======== PROVIDED DATA ========

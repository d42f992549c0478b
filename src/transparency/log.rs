//! Audit log of what the agent collected.
//!
//! Only counts are kept. No sample values pass through this module.

use chrono::{DateTime, Utc};
use serde::{Deserialize, Serialize};
use std::path::PathBuf;
use std::sync::atomic::{AtomicU64, Ordering};
use std::sync::Arc;

/// Collection counters for the current session.
#[derive(Debug)]
pub struct TransparencyLog {
    /// Number of continuous samples appended
    samples_collected: AtomicU64,
    /// Number of sample slots recorded as unavailable
    unavailable_readings: AtomicU64,
    /// Number of derived telemetry recomputations
    derived_recomputations: AtomicU64,
    /// Number of callbacks that returned an error or panicked
    callback_failures: AtomicU64,
    /// Number of flat rows handed out by the exporter
    rows_exported: AtomicU64,
    /// Session start time
    session_start: DateTime<Utc>,
    /// Path for persisting stats
    persist_path: Option<PathBuf>,
}

impl TransparencyLog {
    pub fn new() -> Self {
        Self {
            samples_collected: AtomicU64::new(0),
            unavailable_readings: AtomicU64::new(0),
            derived_recomputations: AtomicU64::new(0),
            callback_failures: AtomicU64::new(0),
            rows_exported: AtomicU64::new(0),
            session_start: Utc::now(),
            persist_path: None,
        }
    }

    /// Create a transparency log that loads and saves its counters at `path`.
    pub fn with_persistence(path: PathBuf) -> Self {
        let mut log = Self::new();
        log.persist_path = Some(path);

        if let Err(e) = log.load() {
            tracing::warn!(error = %e, "could not load previous transparency stats");
        }

        log
    }

    /// Record one appended sample and how many of its slots were unavailable.
    pub fn record_sample(&self, unavailable: usize) {
        self.samples_collected.fetch_add(1, Ordering::Relaxed);
        self.unavailable_readings
            .fetch_add(unavailable as u64, Ordering::Relaxed);
    }

    pub fn record_derived(&self) {
        self.derived_recomputations.fetch_add(1, Ordering::Relaxed);
    }

    pub fn record_callback_failure(&self) {
        self.callback_failures.fetch_add(1, Ordering::Relaxed);
    }

    pub fn record_rows_exported(&self, count: u64) {
        self.rows_exported.fetch_add(count, Ordering::Relaxed);
    }

    /// Get the current statistics.
    pub fn stats(&self) -> TransparencyStats {
        TransparencyStats {
            samples_collected: self.samples_collected.load(Ordering::Relaxed),
            unavailable_readings: self.unavailable_readings.load(Ordering::Relaxed),
            derived_recomputations: self.derived_recomputations.load(Ordering::Relaxed),
            callback_failures: self.callback_failures.load(Ordering::Relaxed),
            rows_exported: self.rows_exported.load(Ordering::Relaxed),
            session_start: self.session_start,
            session_duration_secs: (Utc::now() - self.session_start).num_seconds().max(0) as u64,
        }
    }

    /// Get a summary string for display.
    pub fn summary(&self) -> String {
        let stats = self.stats();
        format!(
            "Session Statistics:\n\
             - Samples collected: {}\n\
             - Unavailable readings: {}\n\
             - Derived recomputations: {}\n\
             - Callback failures: {}\n\
             - Rows exported: {}\n\
             - Session duration: {} seconds\n\
             \n\
             Collection Scope:\n\
             - Device, display and capability facts captured once\n\
             - Network, memory, activity and battery state sampled periodically\n\
             - Samples are held in memory only",
            stats.samples_collected,
            stats.unavailable_readings,
            stats.derived_recomputations,
            stats.callback_failures,
            stats.rows_exported,
            stats.session_duration_secs
        )
    }

    /// Save stats to disk.
    pub fn save(&self) -> Result<(), std::io::Error> {
        if let Some(ref path) = self.persist_path {
            if let Some(parent) = path.parent() {
                std::fs::create_dir_all(parent)?;
            }

            let stats = self.stats();
            let persisted = PersistedStats {
                samples_collected: stats.samples_collected,
                unavailable_readings: stats.unavailable_readings,
                derived_recomputations: stats.derived_recomputations,
                callback_failures: stats.callback_failures,
                rows_exported: stats.rows_exported,
                last_updated: Utc::now(),
            };

            let json = serde_json::to_string_pretty(&persisted).map_err(std::io::Error::other)?;

            std::fs::write(path, json)?;
        }
        Ok(())
    }

    fn load(&mut self) -> Result<(), std::io::Error> {
        if let Some(ref path) = self.persist_path {
            if path.exists() {
                let content = std::fs::read_to_string(path)?;
                let persisted: PersistedStats =
                    serde_json::from_str(&content).map_err(std::io::Error::other)?;

                self.samples_collected
                    .store(persisted.samples_collected, Ordering::Relaxed);
                self.unavailable_readings
                    .store(persisted.unavailable_readings, Ordering::Relaxed);
                self.derived_recomputations
                    .store(persisted.derived_recomputations, Ordering::Relaxed);
                self.callback_failures
                    .store(persisted.callback_failures, Ordering::Relaxed);
                self.rows_exported
                    .store(persisted.rows_exported, Ordering::Relaxed);
            }
        }
        Ok(())
    }
}

impl Default for TransparencyLog {
    fn default() -> Self {
        Self::new()
    }
}

/// Snapshot of transparency statistics.
#[derive(Debug, Clone, Serialize, Deserialize)]
pub struct TransparencyStats {
    pub samples_collected: u64,
    pub unavailable_readings: u64,
    pub derived_recomputations: u64,
    pub callback_failures: u64,
    pub rows_exported: u64,
    pub session_start: DateTime<Utc>,
    pub session_duration_secs: u64,
}

#[derive(Debug, Serialize, Deserialize)]
struct PersistedStats {
    samples_collected: u64,
    unavailable_readings: u64,
    derived_recomputations: u64,
    callback_failures: u64,
    rows_exported: u64,
    last_updated: DateTime<Utc>,
}

/// Thread-safe shared transparency log.
pub type SharedTransparencyLog = Arc<TransparencyLog>;

pub fn create_shared_log() -> SharedTransparencyLog {
    Arc::new(TransparencyLog::new())
}

pub fn create_shared_log_with_persistence(path: PathBuf) -> SharedTransparencyLog {
    Arc::new(TransparencyLog::with_persistence(path))
}

#[cfg(test)]
mod tests {
    use super::*;

    #[test]
    fn test_transparency_log_counting() {
        let log = TransparencyLog::new();

        log.record_sample(0);
        log.record_sample(2);
        log.record_derived();
        log.record_rows_exported(3);

        let stats = log.stats();
        assert_eq!(stats.samples_collected, 2);
        assert_eq!(stats.unavailable_readings, 2);
        assert_eq!(stats.derived_recomputations, 1);
        assert_eq!(stats.rows_exported, 3);
        assert_eq!(stats.callback_failures, 0);
    }

    #[test]
    fn test_persistence_round_trip() {
        let dir = tempfile::tempdir().unwrap();
        let path = dir.path().join("transparency.json");

        let log = TransparencyLog::with_persistence(path.clone());
        log.record_sample(1);
        log.record_derived();
        log.save().unwrap();

        let reloaded = TransparencyLog::with_persistence(path);
        let stats = reloaded.stats();
        assert_eq!(stats.samples_collected, 1);
        assert_eq!(stats.unavailable_readings, 1);
        assert_eq!(stats.derived_recomputations, 1);
    }

    #[test]
    fn test_summary_format() {
        let log = TransparencyLog::new();
        let summary = log.summary();

        assert!(summary.contains("Samples collected"));
        assert!(summary.contains("Callback failures"));
        assert!(summary.contains("Collection Scope"));
        assert!(summary.contains("held in memory only"));
    }
}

========

ACTIVITY —
Which lines in the data above hold the string "store"? Show each one.

SOLUTION FOR THIS EXERCISE —
                    .store(persisted.samples_collected, Ordering::Relaxed);
                    .store(persisted.unavailable_readings, Ordering::Relaxed);
                    .store(persisted.derived_recomputations, Ordering::Relaxed);
                    .store(persisted.callback_failures, Ordering::Relaxed);
                    .store(persisted.rows_exported, Ordering::Relaxed);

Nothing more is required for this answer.